> WHAT IS BEING ASKED: Say how many lines below contain the word "CourseDetailsPage". The number is the entire reply.

> RECORD EXTRACTS:
======
use std::net::SocketAddr;
use std::path::PathBuf;
use std::process::ExitCode;
use std::sync::Arc;

use clap::{Parser, Subcommand};
use tracing::{debug, info};
use tracing_subscriber::{layer::SubscriberExt, util::SubscriberInitExt};

use emarve::api::{CourseApi, HttpCourseApi};
use emarve::config::ClientConfig;
use emarve::models::FileUpload;
use emarve::pages::{CatalogPage, CourseDetailsPage, PageContext};
use emarve::services::AuthService;
use emarve::session::{FileStore, Session};
use emarve::views::{CourseForm, LoginForm, RegisterForm};

type CliResult = Result<(), Box<dyn std::error::Error>>;

/// Course catalog client
#[derive(Parser, Debug)]
#[command(name = "emarve", version, about, long_about = None)]
struct Cli {
    /// Backend base URL (overrides EMARVE_API_URL)
    #[arg(long, global = true, value_name = "URL")]
    api_url: Option<String>,

    /// Session file (overrides EMARVE_SESSION_FILE)
    #[arg(long, global = true, value_name = "FILE")]
    session_file: Option<PathBuf>,

    /// Debug logging
    #[arg(short, long, global = true)]
    verbose: bool,

    #[command(subcommand)]
    command: Command,
}

#[derive(Subcommand, Debug)]
enum Command {
    /// Sign in and remember the token
    Login {
        #[arg(long)]
        email: String,
        #[arg(long)]
        password: String,
    },
    /// Forget the stored token
    Logout,
    /// Create an account
    Register {
        #[arg(long)]
        nickname: String,
        #[arg(long)]
        email: String,
        #[arg(long)]
        password: String,
        /// Register as an instructor
        #[arg(long)]
        instructor: bool,
    },
    /// Course list for the signed-in role
    Home {
        #[arg(long)]
        search: Option<String>,
    },
    /// Subscriptions, or taught courses for admins
    MyCourses,
    /// Enroll in a course
    Subscribe { course_id: i64 },
    /// Course details and admin course management
    Course {
        #[command(subcommand)]
        action: CourseCommand,
    },
    /// Run the in-memory backend
    MockServer {
        #[arg(short, long, default_value_t = 8080)]
        port: u16,
    },
}

#[derive(Subcommand, Debug)]
enum CourseCommand {
    /// Show a course (defaults to the last one opened)
    Show { id: Option<i64> },
    Comment { text: String },
    Upload { path: PathBuf },
    Create(CourseFields),
    Update {
        id: i64,
        #[command(flatten)]
        fields: CourseFields,
    },
    Delete { id: i64 },
}

#[derive(clap::Args, Debug)]
struct CourseFields {
    #[arg(long)]
    title: String,
    #[arg(long)]
    description: String,
    #[arg(long)]
    category: String,
    #[arg(long)]
    instructor: String,
    /// Weeks
    #[arg(long)]
    duration: i64,
    #[arg(long)]
    requirement: String,
}

impl CourseFields {
    fn into_form(self) -> CourseForm {
        CourseForm {
            title: self.title,
            description: self.description,
            category: self.category,
            instructor: self.instructor,
            duration: self.duration,
            requirement: self.requirement,
        }
    }
}

#[tokio::main]
async fn main() -> ExitCode {
    let cli = Cli::parse();

    let default_filter = if cli.verbose { "emarve=debug" } else { "emarve=info" };
    tracing_subscriber::registry()
        .with(tracing_subscriber::EnvFilter::new(
            std::env::var("RUST_LOG").unwrap_or_else(|_| default_filter.to_string()),
        ))
        .with(tracing_subscriber::fmt::layer().with_writer(std::io::stderr))
        .init();

    match run(cli).await {
        Ok(()) => ExitCode::SUCCESS,
        Err(e) => {
            eprintln!("Error: {e}");
            ExitCode::from(1)
        }
    }
}

async fn run(cli: Cli) -> CliResult {
    if let Command::MockServer { port } = cli.command {
        let addr = SocketAddr::from(([127, 0, 0, 1], port));
        emarve::mock::serve(addr).await?;
        return Ok(());
    }

    let mut config = ClientConfig::new_from_env()?;
    if let Some(url) = &cli.api_url {
        config = config.with_api_url(url);
    }
    if let Some(path) = cli.session_file {
        config.session_path = path;
    }
    debug!("using backend {} and session {}", config.api_base_url, config.session_path.display());

    let api: Arc<dyn CourseApi> = Arc::new(HttpCourseApi::new(&config)?);
    let session = Session::new(Arc::new(FileStore::open(&config.session_path)?));
    let ctx = PageContext::new(api.clone(), session.clone());
    let auth = AuthService::new(api, session.clone());

    match cli.command {
        Command::Login { email, password } => {
            let route = LoginForm { email, password }.submit(&auth).await?;
            println!("Sesión iniciada. Ir a {}", route);
        }
        Command::Logout => {
            let route = auth.logout()?;
            println!("Sesión cerrada. Ir a {}", route);
        }
        Command::Register { nickname, email, password, instructor } => {
            let form = RegisterForm {
                nickname,
                email,
                password,
                is_instructor: instructor,
            };
            let route = form.submit(&auth).await?;
            println!("Cuenta creada. Ir a {}", route);
        }
        Command::Home { search } => {
            let mut page = CatalogPage::home(ctx).await;
            if let Some(query) = search {
                page.search(&query).await;
            }
            print!("{}", page.render());
        }
        Command::MyCourses => {
            let page = CatalogPage::my_courses(ctx).await;
            print!("{}", page.render());
        }
        Command::Subscribe { course_id } => {
            let page = CatalogPage::home(ctx).await;
            let outcome = page.subscribe(course_id).await?;
            if let Some(alert) = outcome.alert() {
                println!("{}", alert);
            }
        }
        Command::Course { action } => run_course(action, ctx, &session).await?,
        Command::MockServer { .. } => {}
    }

    Ok(())
}

async fn run_course(action: CourseCommand, ctx: PageContext, session: &Session) -> CliResult {
    match action {
        CourseCommand::Show { id } => {
            if let Some(id) = id {
                session.set_course_id(id)?;
            }
            let page = CourseDetailsPage::mount(ctx).await;
            print!("{}", page.render());
        }
        CourseCommand::Comment { text } => {
            let mut page = CourseDetailsPage::mount(ctx).await;
            page.add_comment(&text).await?;
            print!("{}", page.render());
        }
        CourseCommand::Upload { path } => {
            let file = FileUpload::from_path(&path).await?;
            let mut page = CourseDetailsPage::mount(ctx).await;
            let alert = page.upload(&file).await?;
            println!("{}", alert);
        }
        CourseCommand::Create(fields) => {
            let mut page = CatalogPage::home(ctx).await;
            page.open_create()?;
            page.submit(&fields.into_form()).await?;
            print!("{}", page.render());
        }
        CourseCommand::Update { id, fields } => {
            let mut page = CatalogPage::home(ctx).await;
            page.open_update(id)?;
            page.submit(&fields.into_form()).await?;
            print!("{}", page.render());
        }
        CourseCommand::Delete { id } => {
            let mut page = CatalogPage::home(ctx).await;
            page.delete(id).await?;
            info!("course {} removed", id);
            print!("{}", page.render());
        }
    }
    Ok(())
}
======
> RESPONSE BOX: 4